Friday, the Dow dropped 76 points. It’s probably going down soon…but maybe not yet. The Dow would have to rise to about 10,350 to equal the ’29 bounce. And heck, it’s not September yet. September is traditionally the worst month for investors…followed by October, November, December, January, February, March, April, May, June, July and August.
But what’s this? The morning news: Chinese stocks suffered their worst day since November – with the Shanghai index down 6%.
The rally is probably not over; still we wouldn’t want to be long when the market opens in New York this morning. [Ed. Note: By the time the US edition of the DR came out, the Dow had lost close to 200 points.]
Many analysts regard everything beyond the price data as noise. You never know whose ideas or whose explanation or whose predictions are correct, they say. All you really know for sure is the price.
According to the Efficient Market Hypothesis, the price has in it all the information, theories and delusions of all the players in the world. By this reasoning, the price information is ‘perfect.’ No one can know more about what a stock should sell for.
Many analysts think they can watch the patterns of price movements and find some clues at to what they will do next. They see ‘heads and shoulders,’ ascending triangles and descending tops…and think they mean something. For us, here at Markets and Money, price movements tell us something, but only in their extreme form…and only because we have an intuition about the way nature works.
When we see a price that has suddenly shot up, for example, we expect that it will suddenly shoot down sometime in the future. When we see a series of price increases over a long period of time, on the other hand, we expect to see a series of price declines over a long period of time, too. If we look closely, we find that the price at the end of the long incline is exceptionally high…and the price at the end of the long decline is exceptionally low. We believe – intuitively and logically – that exceptional things don’t remain exceptional for very long. That’s why they are exceptional. Broadly, when prices are exceptionally high they will fall – to the point where they are exceptionally low, and vice versa.

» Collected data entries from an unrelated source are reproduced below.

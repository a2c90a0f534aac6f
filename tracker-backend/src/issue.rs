use axum::extract::State;
use axum::http::StatusCode;
use axum::Json;
use chrono::Utc;
use sea_orm::ActiveValue::Set;
use sea_orm::{
    ActiveModelTrait, ColumnTrait, ConnectionTrait, EntityTrait, IntoActiveModel, ModelTrait,
    QueryFilter, TransactionTrait,
};
use serde::Deserialize;
use tracing::{debug, error, info};
use tracker_shared::issue::IssueStatus;
use utoipa::{IntoParams, ToSchema};
use validator::Validate;

use crate::auth::CurrentUser;
use crate::entity::{issue, next_updated_at, project};
use crate::error::{FieldErrors, WebError};
use crate::extract::{trimmed, Payload, QueryParams, RecordId, WritePayload, REQUIRED};
use crate::query::{apply_ordering, parse_ordering, search_condition, OrderKey};
use crate::SharedState;

const ORDERING_FIELDS: &[(&str, issue::Column)] = &[
    ("created_at", issue::Column::CreatedAt),
    ("updated_at", issue::Column::UpdatedAt),
    ("status", issue::Column::Status),
];

const SEARCH_FIELDS: &[issue::Column] = &[issue::Column::Title, issue::Column::Description];

const INVALID_FILTER_CHOICE: &str =
    "Select a valid choice. That choice is not one of the available choices.";

/// Client-writable issue fields. `created_by` and the timestamps are server-side.
#[derive(Debug, Default, Deserialize, Validate, ToSchema)]
pub struct IssueWrite {
    /// Id of an existing project
    pub project: Option<i32>,
    #[serde(default, deserialize_with = "trimmed")]
    #[validate(length(
        min = 1,
        max = 120,
        message = "Ensure this field is not blank and has no more than 120 characters."
    ))]
    pub title: Option<String>,
    #[serde(default, deserialize_with = "trimmed")]
    pub description: Option<String>,
    #[schema(value_type = Option<IssueStatus>)]
    pub status: Option<String>,
}

impl IssueWrite {
    fn parsed_status(&self) -> Result<Option<IssueStatus>, WebError> {
        Ok(self
            .status
            .as_deref()
            .map(str::parse::<IssueStatus>)
            .transpose()?)
    }
}

impl WritePayload for IssueWrite {
    fn missing_required(&self) -> Vec<&'static str> {
        let mut missing = Vec::new();
        if self.project.is_none() {
            missing.push("project");
        }
        if self.title.is_none() {
            missing.push("title");
        }
        missing
    }

    fn extra_checks(&self, fields: &mut FieldErrors) {
        if let Some(status) = self.status.as_deref() {
            if status.parse::<IssueStatus>().is_err() {
                fields
                    .entry("status".to_string())
                    .or_default()
                    .push(format!("\"{}\" is not a valid choice.", status));
            }
        }
    }
}

/// Rejects references to projects that don't exist.
async fn ensure_project<C: ConnectionTrait>(conn: &C, project_id: i32) -> Result<(), WebError> {
    match project::Entity::find_by_id(project_id).one(conn).await? {
        Some(_) => Ok(()),
        None => {
            debug!("Project {} does not exist", project_id);
            Err(WebError::field(
                "project",
                format!("Invalid pk \"{}\" - object does not exist.", project_id),
            ))
        }
    }
}

#[derive(Debug, Default, Deserialize, IntoParams)]
#[into_params(parameter_in = Query)]
pub struct IssueListQuery {
    /// Only issues in this project
    pub project: Option<String>,
    /// Only issues in this state
    #[param(value_type = Option<IssueStatus>)]
    pub status: Option<String>,
    /// Terms that must all appear in the title or description, case-insensitive
    pub search: Option<String>,
    /// Comma-separated fields from `created_at`, `updated_at`, `status`, `-` prefix for descending
    pub ordering: Option<String>,
}

#[utoipa::path(
    get,
    path = "/issues/",
    tag = "issues",
    params(IssueListQuery),
    responses(
        (status = 200, description = "Matching issues", body = [issue::Model]),
        (status = 400, description = "Invalid filter value"),
        (status = 401, description = "Not authenticated"),
    )
)]
pub async fn get_issues(
    State(state): State<SharedState>,
    _user: CurrentUser,
    QueryParams(query): QueryParams<IssueListQuery>,
) -> Result<Json<Vec<issue::Model>>, WebError> {
    let conn = &state.read().await.conn;
    let mut fields = FieldErrors::new();

    // empty values mean "no filter"
    let mut project_id = None;
    if let Some(raw) = query.project.as_deref().filter(|raw| !raw.is_empty()) {
        let existing = match raw.parse::<i32>() {
            Ok(id) => project::Entity::find_by_id(id).one(conn).await?,
            Err(_) => None,
        };
        match existing {
            Some(project) => project_id = Some(project.id),
            None => {
                fields.insert("project".to_string(), vec![INVALID_FILTER_CHOICE.to_string()]);
            }
        }
    }
    let mut status = None;
    if let Some(raw) = query.status.as_deref().filter(|raw| !raw.is_empty()) {
        match raw.parse::<IssueStatus>() {
            Ok(val) => status = Some(val),
            Err(_) => {
                fields.insert("status".to_string(), vec![INVALID_FILTER_CHOICE.to_string()]);
            }
        }
    }
    if !fields.is_empty() {
        return Err(WebError::validation(fields));
    }

    let mut select = issue::Entity::find();
    if let Some(project_id) = project_id {
        select = select.filter(issue::Column::ProjectId.eq(project_id));
    }
    if let Some(status) = status {
        select = select.filter(issue::Column::Status.eq(status));
    }
    if let Some(condition) = search_condition(query.search.as_deref(), SEARCH_FIELDS) {
        select = select.filter(condition);
    }

    let ordering = parse_ordering(
        query.ordering.as_deref(),
        ORDERING_FIELDS,
        OrderKey::desc(issue::Column::CreatedAt),
    );
    let issues = apply_ordering(select, &ordering, issue::Column::Id)
        .all(conn)
        .await
        .inspect_err(|err| error!("Failed to list issues: {:?}", err))?;
    Ok(Json(issues))
}

#[utoipa::path(
    get,
    path = "/issues/{id}/",
    tag = "issues",
    params(("id" = i32, Path, description = "Issue id")),
    responses(
        (status = 200, description = "The issue", body = issue::Model),
        (status = 404, description = "No such issue"),
    )
)]
pub async fn get_issue(
    State(state): State<SharedState>,
    _user: CurrentUser,
    RecordId(id): RecordId,
) -> Result<Json<issue::Model>, WebError> {
    issue::Entity::find_by_id(id)
        .one(&state.read().await.conn)
        .await?
        .map(Json)
        .ok_or_else(WebError::not_found)
}

#[utoipa::path(
    post,
    path = "/issues/",
    tag = "issues",
    request_body = IssueWrite,
    responses(
        (status = 201, description = "Issue created", body = issue::Model),
        (status = 400, description = "Validation failed, or the project doesn't exist"),
    )
)]
pub async fn post_issue(
    State(state): State<SharedState>,
    user: CurrentUser,
    Payload(payload): Payload<IssueWrite>,
) -> Result<(StatusCode, Json<issue::Model>), WebError> {
    payload.check(false)?;
    let status = payload.parsed_status()?.unwrap_or_default();
    let project_id = payload
        .project
        .ok_or_else(|| WebError::field("project", REQUIRED))?;

    let conn = &state.read().await.conn;
    let txn = conn.begin().await?;
    ensure_project(&txn, project_id).await?;

    let now = Utc::now();
    let issue = issue::ActiveModel {
        project_id: Set(project_id),
        title: Set(payload.title.unwrap_or_default()),
        description: Set(payload.description.unwrap_or_default()),
        status: Set(status),
        created_by: Set(user.identity().to_string()),
        created_at: Set(now),
        updated_at: Set(now),
        ..Default::default()
    };
    let issue = issue
        .insert(&txn)
        .await
        .inspect_err(|err| error!("Failed to insert issue: {:?}", err))?;
    txn.commit().await?;

    info!(
        id = issue.id,
        project = issue.project_id,
        created_by = %issue.created_by,
        "Created issue"
    );
    Ok((StatusCode::CREATED, Json(issue)))
}

#[utoipa::path(
    put,
    path = "/issues/{id}/",
    tag = "issues",
    params(("id" = i32, Path, description = "Issue id")),
    request_body = IssueWrite,
    responses(
        (status = 200, description = "Issue updated", body = issue::Model),
        (status = 400, description = "Validation failed"),
        (status = 404, description = "No such issue"),
    )
)]
pub async fn put_issue(
    State(state): State<SharedState>,
    _user: CurrentUser,
    RecordId(id): RecordId,
    Payload(payload): Payload<IssueWrite>,
) -> Result<Json<issue::Model>, WebError> {
    update_issue(&state, id, payload, false).await.map(Json)
}

#[utoipa::path(
    patch,
    path = "/issues/{id}/",
    tag = "issues",
    params(("id" = i32, Path, description = "Issue id")),
    request_body = IssueWrite,
    responses(
        (status = 200, description = "Issue updated", body = issue::Model),
        (status = 400, description = "Validation failed"),
        (status = 404, description = "No such issue"),
    )
)]
pub async fn patch_issue(
    State(state): State<SharedState>,
    _user: CurrentUser,
    RecordId(id): RecordId,
    Payload(payload): Payload<IssueWrite>,
) -> Result<Json<issue::Model>, WebError> {
    update_issue(&state, id, payload, true).await.map(Json)
}

async fn update_issue(
    state: &SharedState,
    id: i32,
    payload: IssueWrite,
    partial: bool,
) -> Result<issue::Model, WebError> {
    let conn = &state.read().await.conn;
    let txn = conn.begin().await?;

    let db_issue = match issue::Entity::find_by_id(id).one(&txn).await? {
        Some(val) => val,
        None => {
            debug!("Issue {} not found for update", id);
            return Err(WebError::not_found());
        }
    };
    payload.check(partial)?;
    let status = payload.parsed_status()?;

    debug!("Updating issue {}: {:?}", id, payload);
    let previous = db_issue.updated_at;
    let mut db_issue = db_issue.into_active_model();
    if let Some(project_id) = payload.project {
        ensure_project(&txn, project_id).await?;
        db_issue.project_id = Set(project_id);
    }
    if let Some(title) = payload.title {
        db_issue.title = Set(title);
    }
    if let Some(description) = payload.description {
        db_issue.description = Set(description);
    }
    if let Some(status) = status {
        db_issue.status = Set(status);
    }
    db_issue.updated_at = Set(next_updated_at(previous));

    let res = db_issue.update(&txn).await?;
    txn.commit().await?;
    Ok(res)
}

#[utoipa::path(
    delete,
    path = "/issues/{id}/",
    tag = "issues",
    params(("id" = i32, Path, description = "Issue id")),
    responses(
        (status = 204, description = "Issue deleted"),
        (status = 404, description = "No such issue"),
    )
)]
pub async fn delete_issue(
    State(state): State<SharedState>,
    _user: CurrentUser,
    RecordId(id): RecordId,
) -> Result<StatusCode, WebError> {
    let conn = &state.read().await.conn;
    let txn = conn.begin().await?;

    match issue::Entity::find_by_id(id).one(&txn).await? {
        Some(issue) => {
            issue.delete(&txn).await?;
            txn.commit().await?;
            debug!("Deleted issue: {}", id);
            Ok(StatusCode::NO_CONTENT)
        }
        None => {
            debug!("Issue {} not found for deletion", id);
            Err(WebError::not_found())
        }
    }
}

Beyond that, we draw little nourishment from the price numbers. They don’t tell us why things are happening. And while we recognize that it is impossible ever to really know why anything happens (the number of butterflies possibly flapping their wings in China is beyond our comprehension), we are nevertheless heirs to the old story-telling tradition of our deathward marching tribe. We want to know why things happen the way they do…we want heroes and villains…we want winners and losers…we want a plausible story that explains what is going on.